## BRIEF:
Using the data below, copy every line that contains the word "scoped".

-- Opening Marker --

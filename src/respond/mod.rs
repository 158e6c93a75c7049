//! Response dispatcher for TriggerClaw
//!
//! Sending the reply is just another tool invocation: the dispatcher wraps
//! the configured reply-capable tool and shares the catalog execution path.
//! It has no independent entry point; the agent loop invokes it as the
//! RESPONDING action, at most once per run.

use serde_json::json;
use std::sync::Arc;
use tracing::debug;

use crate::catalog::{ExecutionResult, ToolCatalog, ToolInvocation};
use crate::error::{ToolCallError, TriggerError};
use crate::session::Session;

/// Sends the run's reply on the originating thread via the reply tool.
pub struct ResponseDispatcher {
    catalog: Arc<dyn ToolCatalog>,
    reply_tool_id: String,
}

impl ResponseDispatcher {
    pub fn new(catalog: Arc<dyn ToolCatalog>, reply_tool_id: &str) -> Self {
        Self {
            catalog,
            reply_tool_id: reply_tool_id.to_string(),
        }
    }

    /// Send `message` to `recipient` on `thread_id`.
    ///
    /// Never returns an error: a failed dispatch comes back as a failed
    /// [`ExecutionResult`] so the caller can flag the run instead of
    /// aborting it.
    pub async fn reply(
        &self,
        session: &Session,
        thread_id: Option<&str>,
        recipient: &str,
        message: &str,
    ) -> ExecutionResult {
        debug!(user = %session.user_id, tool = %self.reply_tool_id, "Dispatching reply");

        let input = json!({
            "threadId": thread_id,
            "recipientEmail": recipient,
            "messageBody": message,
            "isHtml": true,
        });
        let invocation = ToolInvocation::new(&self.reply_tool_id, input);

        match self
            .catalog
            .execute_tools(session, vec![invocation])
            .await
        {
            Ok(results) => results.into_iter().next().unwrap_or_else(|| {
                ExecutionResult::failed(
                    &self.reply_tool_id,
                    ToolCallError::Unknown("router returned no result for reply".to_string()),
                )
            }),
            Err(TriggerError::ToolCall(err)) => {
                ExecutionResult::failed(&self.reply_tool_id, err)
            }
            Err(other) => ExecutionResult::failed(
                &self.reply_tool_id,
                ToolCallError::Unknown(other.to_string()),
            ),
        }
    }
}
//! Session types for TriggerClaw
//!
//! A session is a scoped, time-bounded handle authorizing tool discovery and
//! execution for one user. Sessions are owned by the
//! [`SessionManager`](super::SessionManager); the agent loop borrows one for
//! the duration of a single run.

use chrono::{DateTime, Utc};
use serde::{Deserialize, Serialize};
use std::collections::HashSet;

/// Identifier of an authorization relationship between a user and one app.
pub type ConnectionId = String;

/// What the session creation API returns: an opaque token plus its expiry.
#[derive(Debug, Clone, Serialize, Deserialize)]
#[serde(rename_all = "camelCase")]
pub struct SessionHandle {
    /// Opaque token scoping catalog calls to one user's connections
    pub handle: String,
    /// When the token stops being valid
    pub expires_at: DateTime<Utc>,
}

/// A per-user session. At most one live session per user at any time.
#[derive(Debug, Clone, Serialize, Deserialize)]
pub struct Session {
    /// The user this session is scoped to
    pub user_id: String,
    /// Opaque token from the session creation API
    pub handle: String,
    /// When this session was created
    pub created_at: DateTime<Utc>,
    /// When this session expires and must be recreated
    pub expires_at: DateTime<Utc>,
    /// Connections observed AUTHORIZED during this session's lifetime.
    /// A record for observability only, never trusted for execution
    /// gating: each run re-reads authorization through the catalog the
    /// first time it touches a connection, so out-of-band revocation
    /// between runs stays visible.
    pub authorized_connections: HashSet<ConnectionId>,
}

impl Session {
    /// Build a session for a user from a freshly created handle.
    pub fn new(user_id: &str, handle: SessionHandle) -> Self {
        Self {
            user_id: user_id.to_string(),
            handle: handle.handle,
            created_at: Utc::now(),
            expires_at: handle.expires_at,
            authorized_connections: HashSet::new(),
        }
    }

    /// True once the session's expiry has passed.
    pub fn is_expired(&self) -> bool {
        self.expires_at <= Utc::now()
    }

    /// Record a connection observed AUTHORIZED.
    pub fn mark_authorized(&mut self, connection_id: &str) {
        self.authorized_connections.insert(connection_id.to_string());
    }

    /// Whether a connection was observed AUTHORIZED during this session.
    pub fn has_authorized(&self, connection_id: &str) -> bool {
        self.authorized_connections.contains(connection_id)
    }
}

-- Closing Marker --
-- Opening Marker --

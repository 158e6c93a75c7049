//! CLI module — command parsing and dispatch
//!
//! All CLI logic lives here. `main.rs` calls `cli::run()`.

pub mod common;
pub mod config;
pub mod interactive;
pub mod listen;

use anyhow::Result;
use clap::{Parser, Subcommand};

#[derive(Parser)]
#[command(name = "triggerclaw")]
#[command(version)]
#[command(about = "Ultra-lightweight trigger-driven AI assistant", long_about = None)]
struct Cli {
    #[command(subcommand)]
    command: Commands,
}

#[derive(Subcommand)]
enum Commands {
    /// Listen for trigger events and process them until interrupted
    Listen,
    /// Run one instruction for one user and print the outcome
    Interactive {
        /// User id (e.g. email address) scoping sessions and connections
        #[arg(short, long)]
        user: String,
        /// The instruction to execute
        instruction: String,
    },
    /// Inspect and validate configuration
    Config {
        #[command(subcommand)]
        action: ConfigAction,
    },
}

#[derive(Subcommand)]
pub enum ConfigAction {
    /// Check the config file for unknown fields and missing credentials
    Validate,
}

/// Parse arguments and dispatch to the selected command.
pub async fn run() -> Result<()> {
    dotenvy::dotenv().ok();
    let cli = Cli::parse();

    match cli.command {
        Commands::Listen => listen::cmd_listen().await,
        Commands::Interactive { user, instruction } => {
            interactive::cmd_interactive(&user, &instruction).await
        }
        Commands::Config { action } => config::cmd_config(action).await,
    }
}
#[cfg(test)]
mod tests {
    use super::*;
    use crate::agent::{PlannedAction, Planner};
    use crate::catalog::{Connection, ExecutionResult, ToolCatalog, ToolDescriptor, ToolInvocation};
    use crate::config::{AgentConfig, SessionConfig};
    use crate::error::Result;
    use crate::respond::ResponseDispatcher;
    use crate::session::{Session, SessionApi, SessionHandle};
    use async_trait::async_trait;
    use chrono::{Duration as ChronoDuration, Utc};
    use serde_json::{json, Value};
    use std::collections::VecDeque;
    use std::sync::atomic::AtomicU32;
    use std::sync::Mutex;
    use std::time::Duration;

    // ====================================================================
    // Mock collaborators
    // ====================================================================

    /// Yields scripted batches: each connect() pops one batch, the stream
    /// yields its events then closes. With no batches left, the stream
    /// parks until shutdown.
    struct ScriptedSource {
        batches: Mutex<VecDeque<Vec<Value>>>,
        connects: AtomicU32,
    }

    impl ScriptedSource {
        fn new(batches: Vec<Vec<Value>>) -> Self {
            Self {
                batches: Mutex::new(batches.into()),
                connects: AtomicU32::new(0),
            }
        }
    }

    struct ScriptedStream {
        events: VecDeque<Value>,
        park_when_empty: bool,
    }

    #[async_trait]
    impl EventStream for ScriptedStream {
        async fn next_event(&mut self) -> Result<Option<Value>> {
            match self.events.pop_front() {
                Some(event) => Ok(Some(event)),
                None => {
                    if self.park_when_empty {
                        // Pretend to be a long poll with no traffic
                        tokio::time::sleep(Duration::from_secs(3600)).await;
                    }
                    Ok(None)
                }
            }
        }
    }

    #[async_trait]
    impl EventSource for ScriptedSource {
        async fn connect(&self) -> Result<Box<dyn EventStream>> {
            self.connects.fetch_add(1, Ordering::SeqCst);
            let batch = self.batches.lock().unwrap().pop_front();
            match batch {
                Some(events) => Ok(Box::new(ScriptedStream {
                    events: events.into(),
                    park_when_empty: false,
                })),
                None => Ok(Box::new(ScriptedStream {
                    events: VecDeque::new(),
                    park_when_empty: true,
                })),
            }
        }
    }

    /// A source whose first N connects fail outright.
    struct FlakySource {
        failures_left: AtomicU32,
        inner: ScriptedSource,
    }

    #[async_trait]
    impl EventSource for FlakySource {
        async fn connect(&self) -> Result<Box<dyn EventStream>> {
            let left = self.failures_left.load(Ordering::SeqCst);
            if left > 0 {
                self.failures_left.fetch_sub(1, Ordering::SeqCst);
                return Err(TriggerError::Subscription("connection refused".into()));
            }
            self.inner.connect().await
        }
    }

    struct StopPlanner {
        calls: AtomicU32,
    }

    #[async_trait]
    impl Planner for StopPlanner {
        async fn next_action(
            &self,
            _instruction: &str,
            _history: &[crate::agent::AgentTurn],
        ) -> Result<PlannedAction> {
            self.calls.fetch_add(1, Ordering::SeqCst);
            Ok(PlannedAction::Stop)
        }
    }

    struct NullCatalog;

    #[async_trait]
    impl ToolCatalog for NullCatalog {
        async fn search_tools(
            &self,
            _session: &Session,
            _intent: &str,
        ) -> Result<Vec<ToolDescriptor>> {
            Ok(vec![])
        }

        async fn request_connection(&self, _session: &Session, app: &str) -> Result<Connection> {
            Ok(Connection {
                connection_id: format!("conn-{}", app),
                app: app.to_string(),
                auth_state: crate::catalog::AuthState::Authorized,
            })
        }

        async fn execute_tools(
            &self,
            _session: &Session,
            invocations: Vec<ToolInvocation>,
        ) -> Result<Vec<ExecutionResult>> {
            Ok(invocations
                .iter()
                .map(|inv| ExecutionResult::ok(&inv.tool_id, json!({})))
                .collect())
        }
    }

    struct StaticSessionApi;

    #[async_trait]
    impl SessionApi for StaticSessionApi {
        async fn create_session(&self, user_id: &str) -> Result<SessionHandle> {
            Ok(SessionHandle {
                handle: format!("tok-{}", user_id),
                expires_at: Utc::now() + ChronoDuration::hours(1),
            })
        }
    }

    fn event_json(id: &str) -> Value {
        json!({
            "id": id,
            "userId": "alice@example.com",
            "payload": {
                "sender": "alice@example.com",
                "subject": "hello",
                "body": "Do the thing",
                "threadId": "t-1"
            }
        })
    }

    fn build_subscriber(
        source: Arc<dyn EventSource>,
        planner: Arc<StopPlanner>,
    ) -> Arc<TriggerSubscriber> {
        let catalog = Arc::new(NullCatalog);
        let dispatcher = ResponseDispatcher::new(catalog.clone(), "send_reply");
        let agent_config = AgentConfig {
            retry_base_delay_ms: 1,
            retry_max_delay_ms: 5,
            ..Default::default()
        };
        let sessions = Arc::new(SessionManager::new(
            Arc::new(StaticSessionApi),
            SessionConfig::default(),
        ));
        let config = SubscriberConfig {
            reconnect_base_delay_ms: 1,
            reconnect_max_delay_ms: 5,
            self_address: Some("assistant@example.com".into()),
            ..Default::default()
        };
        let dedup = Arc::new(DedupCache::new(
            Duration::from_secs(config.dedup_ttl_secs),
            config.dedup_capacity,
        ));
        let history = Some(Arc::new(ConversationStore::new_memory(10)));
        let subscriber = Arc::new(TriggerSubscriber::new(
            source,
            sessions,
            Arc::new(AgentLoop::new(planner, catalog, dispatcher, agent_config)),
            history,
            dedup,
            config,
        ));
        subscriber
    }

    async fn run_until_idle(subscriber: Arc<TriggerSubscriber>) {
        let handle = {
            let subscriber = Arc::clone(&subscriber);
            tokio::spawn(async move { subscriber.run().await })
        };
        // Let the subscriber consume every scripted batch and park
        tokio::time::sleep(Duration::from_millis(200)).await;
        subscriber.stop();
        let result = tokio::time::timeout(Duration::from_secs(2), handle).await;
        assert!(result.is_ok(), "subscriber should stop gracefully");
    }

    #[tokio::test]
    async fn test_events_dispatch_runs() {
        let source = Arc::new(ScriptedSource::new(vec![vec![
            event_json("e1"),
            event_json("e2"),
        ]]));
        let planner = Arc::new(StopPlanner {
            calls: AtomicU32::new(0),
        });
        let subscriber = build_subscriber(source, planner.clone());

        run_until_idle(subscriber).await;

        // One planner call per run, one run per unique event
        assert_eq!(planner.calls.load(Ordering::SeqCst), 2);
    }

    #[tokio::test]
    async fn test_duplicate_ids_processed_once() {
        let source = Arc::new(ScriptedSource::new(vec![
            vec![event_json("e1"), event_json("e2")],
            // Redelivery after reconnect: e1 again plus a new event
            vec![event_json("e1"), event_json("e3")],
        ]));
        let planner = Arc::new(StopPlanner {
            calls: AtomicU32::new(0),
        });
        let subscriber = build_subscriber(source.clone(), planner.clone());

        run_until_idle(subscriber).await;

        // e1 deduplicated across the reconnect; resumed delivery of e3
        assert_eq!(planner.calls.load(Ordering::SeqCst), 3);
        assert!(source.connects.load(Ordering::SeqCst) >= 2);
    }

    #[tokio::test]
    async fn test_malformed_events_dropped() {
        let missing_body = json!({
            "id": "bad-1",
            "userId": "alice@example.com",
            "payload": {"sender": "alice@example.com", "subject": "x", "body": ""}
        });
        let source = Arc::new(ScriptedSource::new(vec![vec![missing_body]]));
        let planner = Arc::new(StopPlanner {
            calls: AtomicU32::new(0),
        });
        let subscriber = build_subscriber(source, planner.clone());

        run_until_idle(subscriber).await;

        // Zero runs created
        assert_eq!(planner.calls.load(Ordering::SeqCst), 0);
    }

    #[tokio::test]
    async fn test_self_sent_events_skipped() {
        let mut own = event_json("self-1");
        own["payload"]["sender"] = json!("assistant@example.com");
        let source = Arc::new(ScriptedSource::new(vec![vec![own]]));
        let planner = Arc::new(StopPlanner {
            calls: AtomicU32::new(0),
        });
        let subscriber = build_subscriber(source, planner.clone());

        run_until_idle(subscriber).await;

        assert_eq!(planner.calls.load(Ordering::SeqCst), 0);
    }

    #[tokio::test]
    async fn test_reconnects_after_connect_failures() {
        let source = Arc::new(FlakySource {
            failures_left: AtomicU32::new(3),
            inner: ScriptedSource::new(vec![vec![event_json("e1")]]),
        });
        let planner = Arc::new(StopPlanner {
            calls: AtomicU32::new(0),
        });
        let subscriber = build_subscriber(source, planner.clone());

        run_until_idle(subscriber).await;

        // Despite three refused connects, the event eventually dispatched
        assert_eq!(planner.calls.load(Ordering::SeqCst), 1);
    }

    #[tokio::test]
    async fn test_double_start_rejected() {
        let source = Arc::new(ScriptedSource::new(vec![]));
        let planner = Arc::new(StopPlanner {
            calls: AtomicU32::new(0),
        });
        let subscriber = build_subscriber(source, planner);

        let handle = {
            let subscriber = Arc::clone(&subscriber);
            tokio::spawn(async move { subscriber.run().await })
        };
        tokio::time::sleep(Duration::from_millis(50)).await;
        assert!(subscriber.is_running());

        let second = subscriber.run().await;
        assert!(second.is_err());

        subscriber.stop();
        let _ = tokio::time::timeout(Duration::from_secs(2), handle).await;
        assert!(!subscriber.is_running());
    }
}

-- Closing Marker --

## SOLUTION FOR THIS TASK:
//! A session is a scoped, time-bounded handle authorizing tool discovery and
    /// The user this session is scoped to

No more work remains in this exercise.